Status Dana CSR BI dan OJK
BI adalah lembaga negara independen yang modalnya milik negara, namun operasionalnya berasal dari kegiatan BI sendiri. Program CSR BI berasal dari pos anggaran sosial yang diambil dari laba BI, bukan APBN langsung. OJK juga lembaga independen, dengan anggaran dari APBN dan pungutan industri jasa keuangan. CSR OJK bisa bersumber dari pungutan industri, sehingga tidak otomatis masuk ranah Tipikor.
Hakim menilai KPK harus membuktikan ada quid pro quo (imbal balik) antara anggota DPR dan BI/OJK agar dapat dikualifikasikan sebagai suap atau korupsi. “Kalau dana itu murni hibah sosial, maka kesalahan administratif tidak bisa serta merta disebut korupsi,” katanya.
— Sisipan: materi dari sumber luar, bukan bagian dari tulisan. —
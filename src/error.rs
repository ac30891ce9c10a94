use thiserror::Error;

/// Convenience result type for quality-engine operations.
pub type QualityResult<T> = Result<T, QualityError>;

/// Error type returned by the analysis and ingestion entry points.
///
/// Degenerate statistics (zero variance, single row, all-missing column) are
/// never errors; they are handled as defined edge cases by the detectors.
/// Failed numeric coercion of an individual cell is likewise recovered
/// locally by substituting the missing marker.
#[derive(Debug, Error)]
pub enum QualityError {
    /// Underlying I/O error (e.g. file not found, permission denied).
    #[error("io error: {0}")]
    Io(#[from] std::io::Error),

    /// CSV loading error.
    #[error("csv error: {0}")]
    Csv(#[from] csv::Error),

    /// The input could not be turned into a table (unsupported extension,
    /// non-object JSON, and similar shape problems).
    #[error("unsupported input: {message}")]
    UnsupportedInput { message: String },

    /// Required columns are absent from the table. Fatal to the analyze
    /// call; `columns` lists every missing column name.
    #[error("Missing required columns: {}", columns.join(", "))]
    MissingColumns { columns: Vec<String> },

    /// A column named by the caller does not exist in the table.
    #[error("unknown column '{column}'")]
    UnknownColumn { column: String },
}
//! Loading files into an in-memory [`crate::types::Table`].
//!
//! Most callers should use [`load_from_path`], which infers the format from
//! the file extension (or a format can be forced via [`LoadOptions`]).
//! Loading is schema-less: cell types are inferred per value, and empty /
//! null cells become the missing marker.
//!
//! This layer is a convenience for shells feeding the core; [`crate::analyze`]
//! and [`crate::repair`] only ever see the resulting table.

pub mod csv;
pub mod json;
pub mod observability;

use std::path::Path;
use std::sync::Arc;

use crate::error::{QualityError, QualityResult};
use crate::types::Table;

pub use observability::{LoadContext, LoadObserver, LoadStats, StdErrObserver};

/// Supported load formats.
#[derive(Debug, Clone, Copy, PartialEq, Eq)]
pub enum LoadFormat {
    /// Comma-separated values.
    Csv,
    /// JSON array-of-objects or NDJSON.
    Json,
}

impl LoadFormat {
    /// Parse a load format from a file extension (case-insensitive).
    pub fn from_extension(ext: &str) -> Option<Self> {
        match ext.to_ascii_lowercase().as_str() {
            "csv" => Some(Self::Csv),
            "json" | "ndjson" => Some(Self::Json),
            _ => None,
        }
    }
}

/// Options controlling [`load_from_path`].
///
/// Use [`Default`] for common cases.
#[derive(Clone, Default)]
pub struct LoadOptions {
    /// If `None`, auto-detect format from the file extension.
    pub format: Option<LoadFormat>,
    /// Optional observer notified of the load outcome.
    pub observer: Option<Arc<dyn LoadObserver>>,
}

impl std::fmt::Debug for LoadOptions {
    fn fmt(&self, f: &mut std::fmt::Formatter<'_>) -> std::fmt::Result {
        f.debug_struct("LoadOptions")
            .field("format", &self.format)
            .field("observer_set", &self.observer.is_some())
            .finish()
    }
}

/// Load a file into a [`Table`], inferring the format from its extension
/// unless `options.format` is set.
pub fn load_from_path(path: impl AsRef<Path>, options: &LoadOptions) -> QualityResult<Table> {
    let path = path.as_ref();

    let format = match options.format {
        Some(f) => f,
        None => {
            let ext = path.extension().and_then(|e| e.to_str()).unwrap_or("");
            LoadFormat::from_extension(ext).ok_or_else(|| QualityError::UnsupportedInput {
                message: format!("cannot infer load format from path '{}'", path.display()),
            })?
        }
    };

    let result = match format {
        LoadFormat::Csv => csv::load_csv_from_path(path),
        LoadFormat::Json => json::load_json_from_path(path),
    };

    if let Some(observer) = &options.observer {
        let ctx = LoadContext {
            path: path.to_path_buf(),
            format,
        };
        match &result {
            Ok(table) => observer.on_success(
                &ctx,
                LoadStats {
                    rows: table.row_count(),
                    columns: table.columns.len(),
                },
            ),
            Err(err) => observer.on_failure(&ctx, err),
        }
    }

    result
}
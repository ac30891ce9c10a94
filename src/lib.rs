//! `tabular-quality` is a small library for finding and repairing quality
//! problems in an in-memory tabular dataset of transaction-style records.
//!
//! The two entry points are:
//!
//! - [`analyze`]: read-only anomaly detection — statistical outliers over a
//!   numeric amount column (IQR fence and 3-sigma threshold), structural
//!   shape checks on identifier/date/category fields, and identifier-keyed
//!   duplicate detection, assembled into one flat [`report::AnomalyReport`].
//! - [`repair`]: produces a cleaned copy of the table — missing values
//!   imputed (mean for numeric columns, most-frequent for categorical),
//!   fully duplicate rows removed — plus before/after statistics in a
//!   [`report::RepairReport`].
//!
//! Both operate on an in-memory [`types::Table`] whose cells are tagged
//! [`types::Value`]s with an explicit missing marker. Neither entry point
//! mutates its input or touches a filesystem; file handling belongs to the
//! caller, with [`ingestion`] available as a schema-less CSV/JSON loader.
//!
//! ## Example: detect anomalies
//!
//! ```rust
//! use tabular_quality::schema::AuditSchema;
//! use tabular_quality::types::{Table, Value};
//!
//! # fn main() -> Result<(), tabular_quality::QualityError> {
//! let table = Table::new(
//!     vec!["Transaction ID".to_string(), "Amount".to_string()],
//!     vec![
//!         vec![Value::Int64(1), Value::Int64(10)],
//!         vec![Value::Int64(2), Value::Int64(12)],
//!         vec![Value::Int64(3), Value::Int64(11)],
//!         vec![Value::Int64(4), Value::Int64(13)],
//!         vec![Value::Int64(5), Value::Int64(1000)],
//!     ],
//! );
//!
//! let report = tabular_quality::analyze(&table, &AuditSchema::default())?;
//! assert_eq!(report.anomalies_found, 1);
//! assert_eq!(report.anomalies[0].row_index, 4);
//! # Ok(())
//! # }
//! ```
//!
//! ## Example: repair a table
//!
//! ```rust
//! use tabular_quality::types::{Table, Value};
//!
//! let table = Table::new(
//!     vec!["Amount".to_string(), "Category".to_string()],
//!     vec![
//!         vec![Value::Int64(1), Value::Utf8("a".to_string())],
//!         vec![Value::Null, Value::Utf8("a".to_string())],
//!         vec![Value::Int64(2), Value::Null],
//!         vec![Value::Int64(3), Value::Utf8("b".to_string())],
//!     ],
//! );
//!
//! let report = tabular_quality::repair(&table);
//! // mean of [1, 2, 3]
//! assert_eq!(report.repaired_table.rows[1][0], Value::Float64(2.0));
//! // most frequent category
//! assert_eq!(report.repaired_table.rows[2][1], Value::Utf8("a".to_string()));
//! assert_eq!(report.duplicate_row_count, 0);
//! ```
//!
//! ## Modules
//!
//! - [`types`]: the in-memory table and tagged cell values
//! - [`schema`]: required-column validation and configurable column names
//! - [`coerce`]: total numeric coercion of a column
//! - [`detect`]: the analyze path (statistical + structural detectors)
//! - [`repair`]: the repair path (imputation + deduplication)
//! - [`report`]: report payload types
//! - [`ingestion`]: schema-less CSV/JSON loading into a table
//! - [`error`]: error types used across the crate

pub mod coerce;
pub mod detect;
pub mod error;
pub mod ingestion;
pub mod repair;
pub mod report;
pub mod schema;
pub mod types;

pub use detect::analyze;
pub use error::{QualityError, QualityResult};
pub use repair::repair;
pub use report::{AnomalyRecord, AnomalyReport, Fence, MissingValueSummary, RepairReport};
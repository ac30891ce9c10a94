//! Statistical outlier detection over a single numeric column.
//!
//! Two independent fences are computed from the column's non-missing values:
//!
//! - an interquartile-range fence `[Q1 - 1.5*IQR, Q3 + 1.5*IQR]`, with
//!   quartiles taken by linear interpolation over the sorted values;
//! - a standard-deviation threshold of three sample standard deviations
//!   around the mean.
//!
//! Per row, the first matching reason wins: a missing amount is flagged as
//! missing and skips the numeric checks entirely (a missing value cannot be
//! compared against a fence), an IQR violation shadows the std-dev check.
//!
//! The column is expected to be numerically coerced first (see
//! [`crate::coerce::coerce_numeric`]); any text that survives here counts as
//! missing.

use crate::error::{QualityError, QualityResult};
use crate::report::{AnomalyRecord, Fence};
use crate::types::{Table, Value};

/// Fence and moments of one numeric column's non-missing values.
#[derive(Debug, Clone, PartialEq)]
pub struct ColumnStats {
    /// IQR fence.
    pub fence: Fence,
    /// Arithmetic mean.
    pub mean: f64,
    /// Sample standard deviation; `None` with fewer than 2 values, in which
    /// case the std-dev check is skipped rather than failing.
    pub std_dev: Option<f64>,
}

/// Outcome of scanning one column.
#[derive(Debug, Clone, PartialEq)]
pub struct OutlierFindings {
    /// Computed statistics; `None` when the column has no non-missing values
    /// (every row is then flagged as missing).
    pub stats: Option<ColumnStats>,
    /// One record per row that hit a rule, in row order.
    pub records: Vec<AnomalyRecord>,
}

/// Scan `column` of `table` for statistical outliers and missing values.
pub fn detect_outliers(table: &Table, column: &str) -> QualityResult<OutlierFindings> {
    let idx = table
        .index_of(column)
        .ok_or_else(|| QualityError::UnknownColumn {
            column: column.to_string(),
        })?;

    let values: Vec<f64> = table
        .column_values(idx)
        .filter_map(Value::as_f64)
        .collect();
    let stats = column_stats(&values);

    let mut records = Vec::new();
    for (row_index, row) in table.rows.iter().enumerate() {
        let reason = match row.get(idx).and_then(Value::as_f64) {
            None => Some("Missing amount value".to_string()),
            Some(x) => stats.as_ref().and_then(|s| classify(x, s)),
        };
        if let Some(reason) = reason {
            records.push(AnomalyRecord {
                row_index,
                data: table.row_map(row_index),
                reason,
            });
        }
    }

    Ok(OutlierFindings { stats, records })
}

/// At most one reason per value: IQR fence first, then the std-dev threshold.
fn classify(x: f64, stats: &ColumnStats) -> Option<String> {
    if stats.fence.excludes(x) {
        return Some(format!(
            "Amount {x} is outside expected range ({:.2} - {:.2})",
            stats.fence.lower, stats.fence.upper
        ));
    }
    if let Some(sd) = stats.std_dev {
        if (x - stats.mean).abs() > 3.0 * sd {
            return Some(
                "Amount deviates significantly from the average (Std Dev method)".to_string(),
            );
        }
    }
    None
}

/// Compute fence, mean, and sample std dev over `values`.
///
/// Returns `None` for an empty slice. A single value yields a degenerate
/// fence `[v, v]` and no std dev; an IQR of 0 yields identical bounds, so
/// every value outside them is flagged — intended behavior for constant
/// columns with stray values.
pub fn column_stats(values: &[f64]) -> Option<ColumnStats> {
    if values.is_empty() {
        return None;
    }

    let mut sorted = values.to_vec();
    sorted.sort_by(|a, b| a.total_cmp(b));

    let q1 = quantile(&sorted, 0.25);
    let q3 = quantile(&sorted, 0.75);
    let iqr = q3 - q1;
    let fence = Fence {
        lower: q1 - 1.5 * iqr,
        upper: q3 + 1.5 * iqr,
    };

    let n = values.len();
    let mean = values.iter().sum::<f64>() / n as f64;
    let std_dev = if n >= 2 {
        let ss = values.iter().map(|v| (v - mean).powi(2)).sum::<f64>();
        Some((ss / (n - 1) as f64).sqrt())
    } else {
        None
    };

    Some(ColumnStats {
        fence,
        mean,
        std_dev,
    })
}

/// Linearly interpolated quantile over pre-sorted values, `q` in `[0, 1]`.
fn quantile(sorted: &[f64], q: f64) -> f64 {
    let h = (sorted.len() - 1) as f64 * q;
    let lo = h.floor() as usize;
    let frac = h - lo as f64;
    if lo + 1 < sorted.len() {
        sorted[lo] + frac * (sorted[lo + 1] - sorted[lo])
    } else {
        sorted[lo]
    }
}
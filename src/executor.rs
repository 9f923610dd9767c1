//! Execution dispatch.
//!
//! The main entry point for running external tools. `Executor` encodes a list of
//! logical arguments, echoes the resulting command line, launches it with
//! inherited stdio, and applies the exit-status policy.

use crate::cmdline::encode_command_line;
use crate::error::ExecError;
use crate::launcher::{Launcher, SystemLauncher};
use crate::tolerance::{self, ExitPolicy};
use std::fmt;
use std::sync::Arc;

/// Sink for the audit line written before every launch.
pub type Echo = dyn Fn(&str) + Send + Sync;

/// Runs external tools one at a time.
///
/// Create using `Executor::new()` for the real system, or `Executor::builder()`
/// to substitute the launcher, exit policy, or echo sink.
#[derive(Clone)]
pub struct Executor {
    /// Launches encoded command lines.
    launcher: Arc<dyn Launcher>,

    /// Whether tolerated tools may fail.
    exit_policy: ExitPolicy,

    /// Receives each encoded command line before launch.
    echo: Arc<Echo>,
}

impl Executor {
    /// Executor using [`SystemLauncher`], the default exit policy, and stdout echo.
    pub fn new() -> Self {
        ExecutorBuilder::new().build()
    }

    /// Create a new executor builder.
    pub fn builder() -> ExecutorBuilder {
        ExecutorBuilder::new()
    }

    /// The exit policy in effect.
    pub fn exit_policy(&self) -> ExitPolicy {
        self.exit_policy
    }

    /// Encode `args`, launch the command line, and wait for it to finish.
    ///
    /// The first argument names the program. The encoded line is echoed before
    /// the launch and the child's output interleaves live with ours.
    ///
    /// # Errors
    ///
    /// - `ExecError::LaunchFailed` if the process couldn't be started
    /// - `ExecError::NonZeroExit` if it exited unsuccessfully
    ///
    /// Neither is returned when the first argument is a tolerated tool and the
    /// exit policy is [`ExitPolicy::TolerateKnown`].
    pub async fn run<S: AsRef<str>>(&self, args: &[S]) -> Result<(), ExecError> {
        let command_line = encode_command_line(args);

        (self.echo)(&command_line);
        tracing::info!(command_line = %command_line, "Executing");

        let result = self.launch(command_line).await;
        tolerance::apply(args, result, self.exit_policy)
    }

    /// Execute synchronously, blocking the calling thread.
    ///
    /// Builds a current-thread runtime for the duration of the call.
    ///
    /// # Panics
    ///
    /// Panics if called from within an async context.
    pub fn run_blocking<S: AsRef<str>>(&self, args: &[S]) -> Result<(), ExecError> {
        let rt = tokio::runtime::Builder::new_current_thread()
            .enable_all()
            .build()
            .map_err(|e| ExecError::LaunchFailed {
                command_line: encode_command_line(args),
                reason: format!("failed to create runtime: {}", e),
            });

        match rt {
            Ok(rt) => rt.block_on(self.run(args)),
            Err(error) => tolerance::apply(args, Err(error), self.exit_policy),
        }
    }

    async fn launch(&self, command_line: String) -> Result<(), ExecError> {
        let outcome = match self.launcher.launch(&command_line).await {
            Ok(outcome) => outcome,
            Err(e) => {
                return Err(ExecError::LaunchFailed {
                    command_line,
                    reason: e.to_string(),
                })
            }
        };

        if outcome.success() {
            Ok(())
        } else {
            Err(ExecError::NonZeroExit {
                command_line,
                code: outcome.code(),
            })
        }
    }
}

impl Default for Executor {
    fn default() -> Self {
        Self::new()
    }
}

impl fmt::Debug for Executor {
    fn fmt(&self, f: &mut fmt::Formatter<'_>) -> fmt::Result {
        f.debug_struct("Executor")
            .field("exit_policy", &self.exit_policy)
            .finish_non_exhaustive()
    }
}

/// Print the audit line the operator sees before each launch.
pub fn echo_to_stdout(command_line: &str) {
    println!("\n> Executing: {}", command_line);
}

/// Builder for `Executor`.
pub struct ExecutorBuilder {
    launcher: Arc<dyn Launcher>,
    exit_policy: ExitPolicy,
    echo: Arc<Echo>,
}

impl ExecutorBuilder {
    /// Create a new builder with default settings.
    pub fn new() -> Self {
        Self {
            launcher: Arc::new(SystemLauncher::new()),
            exit_policy: ExitPolicy::default(),
            echo: Arc::new(echo_to_stdout),
        }
    }

    /// Set the launcher.
    pub fn launcher(mut self, launcher: impl Launcher + 'static) -> Self {
        self.launcher = Arc::new(launcher);
        self
    }

    /// Set a shared launcher.
    pub fn shared_launcher(mut self, launcher: Arc<dyn Launcher>) -> Self {
        self.launcher = launcher;
        self
    }

    /// Set the exit policy.
    pub fn exit_policy(mut self, policy: ExitPolicy) -> Self {
        self.exit_policy = policy;
        self
    }

    /// Set the echo sink.
    pub fn echo(mut self, echo: impl Fn(&str) + Send + Sync + 'static) -> Self {
        self.echo = Arc::new(echo);
        self
    }

    /// Build the executor.
    pub fn build(self) -> Executor {
        Executor {
            launcher: self.launcher,
            exit_policy: self.exit_policy,
            echo: self.echo,
        }
    }
}

impl Default for ExecutorBuilder {
    fn default() -> Self {
        Self::new()
    }
}

#[cfg(test)]
mod tests {
    use super::*;
    use crate::output::ExecutionResult;
    use async_trait::async_trait;
    use std::io;
    use std::sync::Mutex;

    /// Records launched lines and answers with a fixed outcome.
    struct FixedLauncher {
        outcome: Option<ExecutionResult>,
        launched: Arc<Mutex<Vec<String>>>,
    }

    #[async_trait]
    impl Launcher for FixedLauncher {
        async fn launch(&self, command_line: &str) -> io::Result<ExecutionResult> {
            self.launched.lock().unwrap().push(command_line.to_string());
            self.outcome
                .ok_or_else(|| io::Error::new(io::ErrorKind::NotFound, "program not found"))
        }
    }

    struct Harness {
        executor: Executor,
        launched: Arc<Mutex<Vec<String>>>,
        echoed: Arc<Mutex<Vec<String>>>,
    }

    fn harness(outcome: Option<ExecutionResult>, policy: ExitPolicy) -> Harness {
        let launched = Arc::new(Mutex::new(Vec::new()));
        let echoed = Arc::new(Mutex::new(Vec::new()));
        let sink = Arc::clone(&echoed);

        let executor = Executor::builder()
            .launcher(FixedLauncher {
                outcome,
                launched: Arc::clone(&launched),
            })
            .exit_policy(policy)
            .echo(move |line| sink.lock().unwrap().push(line.to_string()))
            .build();

        Harness {
            executor,
            launched,
            echoed,
        }
    }

    #[tokio::test]
    async fn test_success() {
        let h = harness(Some(ExecutionResult::exited(0)), ExitPolicy::default());
        assert!(h.executor.run(&["git.exe", "status"]).await.is_ok());
    }

    #[tokio::test]
    async fn test_nonzero_exit_carries_code() {
        let h = harness(Some(ExecutionResult::exited(2)), ExitPolicy::default());

        let err = h.executor.run(&["git.exe", "a b"]).await.unwrap_err();
        assert_eq!(
            err,
            ExecError::NonZeroExit {
                command_line: "git.exe \"a b\"".to_string(),
                code: Some(2),
            }
        );
    }

    #[tokio::test]
    async fn test_signaled_exit_is_failure() {
        let h = harness(Some(ExecutionResult::signaled()), ExitPolicy::default());

        let err = h.executor.run(&["git.exe"]).await.unwrap_err();
        assert!(matches!(err, ExecError::NonZeroExit { code: None, .. }));
    }

    #[tokio::test]
    async fn test_launch_failure() {
        let h = harness(None, ExitPolicy::default());

        let err = h.executor.run(&["missing.exe"]).await.unwrap_err();
        assert!(matches!(err, ExecError::LaunchFailed { .. }));
        assert!(err.to_string().contains("program not found"));
    }

    #[tokio::test]
    async fn test_robocopy_failures_are_swallowed() {
        let h = harness(Some(ExecutionResult::exited(3)), ExitPolicy::TolerateKnown);
        assert!(h.executor.run(&["robocopy.exe", "a", "b"]).await.is_ok());

        let h = harness(None, ExitPolicy::TolerateKnown);
        assert!(h.executor.run(&["robocopy.exe"]).await.is_ok());
    }

    #[tokio::test]
    async fn test_strict_policy_reports_robocopy() {
        let h = harness(Some(ExecutionResult::exited(1)), ExitPolicy::Strict);

        let err = h.executor.run(&["robocopy.exe"]).await.unwrap_err();
        assert_eq!(err.code(), Some(1));
    }

    #[tokio::test]
    async fn test_echo_and_launch_see_encoded_line() {
        let h = harness(Some(ExecutionResult::exited(0)), ExitPolicy::default());
        let args = ["pwsh.exe", "-Command", "& 'C:\\scoop\\scoop.ps1' update", ""];

        h.executor.run(&args).await.unwrap();

        let expected = encode_command_line(&args);
        assert_eq!(*h.echoed.lock().unwrap(), vec![expected.clone()]);
        assert_eq!(*h.launched.lock().unwrap(), vec![expected]);
    }

    #[tokio::test]
    async fn test_echo_happens_even_when_launch_fails() {
        let h = harness(None, ExitPolicy::default());

        let _ = h.executor.run(&["missing.exe"]).await;
        assert_eq!(*h.echoed.lock().unwrap(), vec!["missing.exe".to_string()]);
    }

    #[test]
    fn test_run_blocking() {
        let h = harness(Some(ExecutionResult::exited(5)), ExitPolicy::default());

        let err = h.executor.run_blocking(&["git.exe"]).unwrap_err();
        assert_eq!(err.code(), Some(5));
        assert_eq!(h.launched.lock().unwrap().len(), 1);
    }

    #[test]
    fn test_default_policy_tolerates_known() {
        assert_eq!(Executor::new().exit_policy(), ExitPolicy::TolerateKnown);
    }
}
Pembuktian Harus ‘Beyond Reasonable Doubt’
Mengacu Pasal 183 KUHAP, ia menegaskan pembuktian kesalahan harus melampaui keraguan yang wajar. Unsur perbuatan melawan hukum, kerugian negara yang terukur, dan niat jahat harus terpenuhi.
“Kalau KPK menyebut dana itu dari BI dan OJK, kenapa pihak pemberi tidak juga dijadikan tersangka? Asas praduga tak bersalah harus ditegakkan,” tegas Hakim.
Ia menutup pernyataannya dengan menegaskan bahwa penegakan hukum yang lurus patut didukung, tetapi yang bengkok harus diluruskan.